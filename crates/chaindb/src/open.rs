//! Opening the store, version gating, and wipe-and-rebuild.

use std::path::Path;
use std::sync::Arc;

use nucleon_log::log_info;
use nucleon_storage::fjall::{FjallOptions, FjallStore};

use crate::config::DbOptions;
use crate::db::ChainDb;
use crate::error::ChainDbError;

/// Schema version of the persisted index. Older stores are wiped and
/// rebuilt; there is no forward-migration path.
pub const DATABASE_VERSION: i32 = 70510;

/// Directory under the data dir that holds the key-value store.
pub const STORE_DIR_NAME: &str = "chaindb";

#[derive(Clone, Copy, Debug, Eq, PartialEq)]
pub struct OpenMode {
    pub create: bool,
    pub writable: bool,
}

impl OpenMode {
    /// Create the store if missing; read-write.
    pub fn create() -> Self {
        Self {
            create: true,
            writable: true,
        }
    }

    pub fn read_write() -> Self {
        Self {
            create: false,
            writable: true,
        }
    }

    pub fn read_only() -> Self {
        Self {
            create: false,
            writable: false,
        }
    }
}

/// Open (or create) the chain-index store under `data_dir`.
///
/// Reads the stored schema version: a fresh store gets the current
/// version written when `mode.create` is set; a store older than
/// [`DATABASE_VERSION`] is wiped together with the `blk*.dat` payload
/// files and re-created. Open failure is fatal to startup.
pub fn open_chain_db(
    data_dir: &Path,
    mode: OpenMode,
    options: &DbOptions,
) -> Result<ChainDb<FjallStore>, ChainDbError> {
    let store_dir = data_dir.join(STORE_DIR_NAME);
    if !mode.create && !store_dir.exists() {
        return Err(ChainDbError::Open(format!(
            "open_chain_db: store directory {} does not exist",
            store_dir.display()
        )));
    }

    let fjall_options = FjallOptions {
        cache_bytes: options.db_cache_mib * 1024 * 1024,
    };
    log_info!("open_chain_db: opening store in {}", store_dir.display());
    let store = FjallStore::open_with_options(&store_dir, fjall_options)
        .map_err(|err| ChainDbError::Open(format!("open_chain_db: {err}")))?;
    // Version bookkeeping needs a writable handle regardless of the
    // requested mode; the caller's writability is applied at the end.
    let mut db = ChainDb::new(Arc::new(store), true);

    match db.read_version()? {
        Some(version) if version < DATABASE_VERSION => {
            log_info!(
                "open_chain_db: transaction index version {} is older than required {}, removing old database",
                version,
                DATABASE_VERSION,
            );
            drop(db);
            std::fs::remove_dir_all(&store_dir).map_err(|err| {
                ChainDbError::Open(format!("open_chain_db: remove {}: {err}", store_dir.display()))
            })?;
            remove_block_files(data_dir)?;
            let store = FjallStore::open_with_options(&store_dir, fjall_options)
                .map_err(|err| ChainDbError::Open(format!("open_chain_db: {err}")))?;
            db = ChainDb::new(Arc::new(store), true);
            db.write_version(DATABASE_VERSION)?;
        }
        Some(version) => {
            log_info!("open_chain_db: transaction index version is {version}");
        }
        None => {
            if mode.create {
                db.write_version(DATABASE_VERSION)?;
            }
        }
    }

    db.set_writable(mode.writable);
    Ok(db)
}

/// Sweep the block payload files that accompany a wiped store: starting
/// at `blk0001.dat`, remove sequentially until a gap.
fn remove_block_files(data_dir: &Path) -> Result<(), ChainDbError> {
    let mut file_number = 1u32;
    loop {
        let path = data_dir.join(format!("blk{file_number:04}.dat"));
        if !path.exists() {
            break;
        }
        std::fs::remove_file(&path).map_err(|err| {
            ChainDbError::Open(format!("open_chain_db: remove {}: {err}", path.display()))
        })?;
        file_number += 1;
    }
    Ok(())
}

◇ ◇ ◇ ◇ ◇

All entries above are to be copied exactly, with none left out.

filename crates/chaindb/src/open.rs
//! Opening the store, version gating, and wipe-and-rebuild.

use std::path::Path;
use std::sync::Arc;

use nucleon_log::log_info;
use nucleon_storage::fjall::{FjallOptions, FjallStore};

use crate::config::DbOptions;
use crate::db::ChainDb;
use crate::error::ChainDbError;

/// Schema version of the persisted index. Older stores are wiped and
/// rebuilt; there is no forward-migration path.
pub const DATABASE_VERSION: i32 = 70510;

/// Directory under the data dir that holds the key-value store.
pub const STORE_DIR_NAME: &str = "chaindb";

#[derive(Clone, Copy, Debug, Eq, PartialEq)]
pub struct OpenMode {
    pub create: bool,
    pub writable: bool,
}

impl OpenMode {
    /// Create the store if missing; read-write.
    pub fn create() -> Self {
        Self {
            create: true,
            writable: true,
        }
    }

    pub fn read_write() -> Self {
        Self {
            create: false,
            writable: true,
        }
    }

    pub fn read_only() -> Self {
        Self {
            create: false,
            writable: false,
        }
    }
}

/// Open (or create) the chain-index store under `data_dir`.
///
/// Reads the stored schema version: a fresh store gets the current
/// version written when `mode.create` is set; a store older than
/// [`DATABASE_VERSION`] is wiped together with the `blk*.dat` payload
/// files and re-created. Open failure is fatal to startup.
pub fn open_chain_db(
    data_dir: &Path,
    mode: OpenMode,
    options: &DbOptions,
) -> Result<ChainDb<FjallStore>, ChainDbError> {
    let store_dir = data_dir.join(STORE_DIR_NAME);
    if !mode.create && !store_dir.exists() {
        return Err(ChainDbError::Open(format!(
            "open_chain_db: store directory {} does not exist",
            store_dir.display()
        )));
    }

    let fjall_options = FjallOptions {
        cache_bytes: options.db_cache_mib * 1024 * 1024,
    };
    log_info!("open_chain_db: opening store in {}", store_dir.display());
    let store = FjallStore::open_with_options(&store_dir, fjall_options)
        .map_err(|err| ChainDbError::Open(format!("open_chain_db: {err}")))?;
    // Version bookkeeping needs a writable handle regardless of the
    // requested mode; the caller's writability is applied at the end.
    let mut db = ChainDb::new(Arc::new(store), true);

    match db.read_version()? {
        Some(version) if version < DATABASE_VERSION => {
            log_info!(
                "open_chain_db: transaction index version {} is older than required {}, removing old database",
                version,
                DATABASE_VERSION,
            );
            drop(db);
            std::fs::remove_dir_all(&store_dir).map_err(|err| {
                ChainDbError::Open(format!("open_chain_db: remove {}: {err}", store_dir.display()))
            })?;
            remove_block_files(data_dir)?;
            let store = FjallStore::open_with_options(&store_dir, fjall_options)
                .map_err(|err| ChainDbError::Open(format!("open_chain_db: {err}")))?;
            db = ChainDb::new(Arc::new(store), true);
            db.write_version(DATABASE_VERSION)?;
        }
        Some(version) => {
            log_info!("open_chain_db: transaction index version is {version}");
        }
        None => {
            if mode.create {
                db.write_version(DATABASE_VERSION)?;
            }
        }
    }

    db.set_writable(mode.writable);
    Ok(db)
}

/// Sweep the block payload files that accompany a wiped store: starting
/// at `blk0001.dat`, remove sequentially until a gap.
fn remove_block_files(data_dir: &Path) -> Result<(), ChainDbError> {
    let mut file_number = 1u32;
    loop {
        let path = data_dir.join(format!("blk{file_number:04}.dat"));
        if !path.exists() {
            break;
        }
        std::fs::remove_file(&path).map_err(|err| {
            ChainDbError::Open(format!("open_chain_db: remove {}: {err}", path.display()))
        })?;
        file_number += 1;
    }
    Ok(())
}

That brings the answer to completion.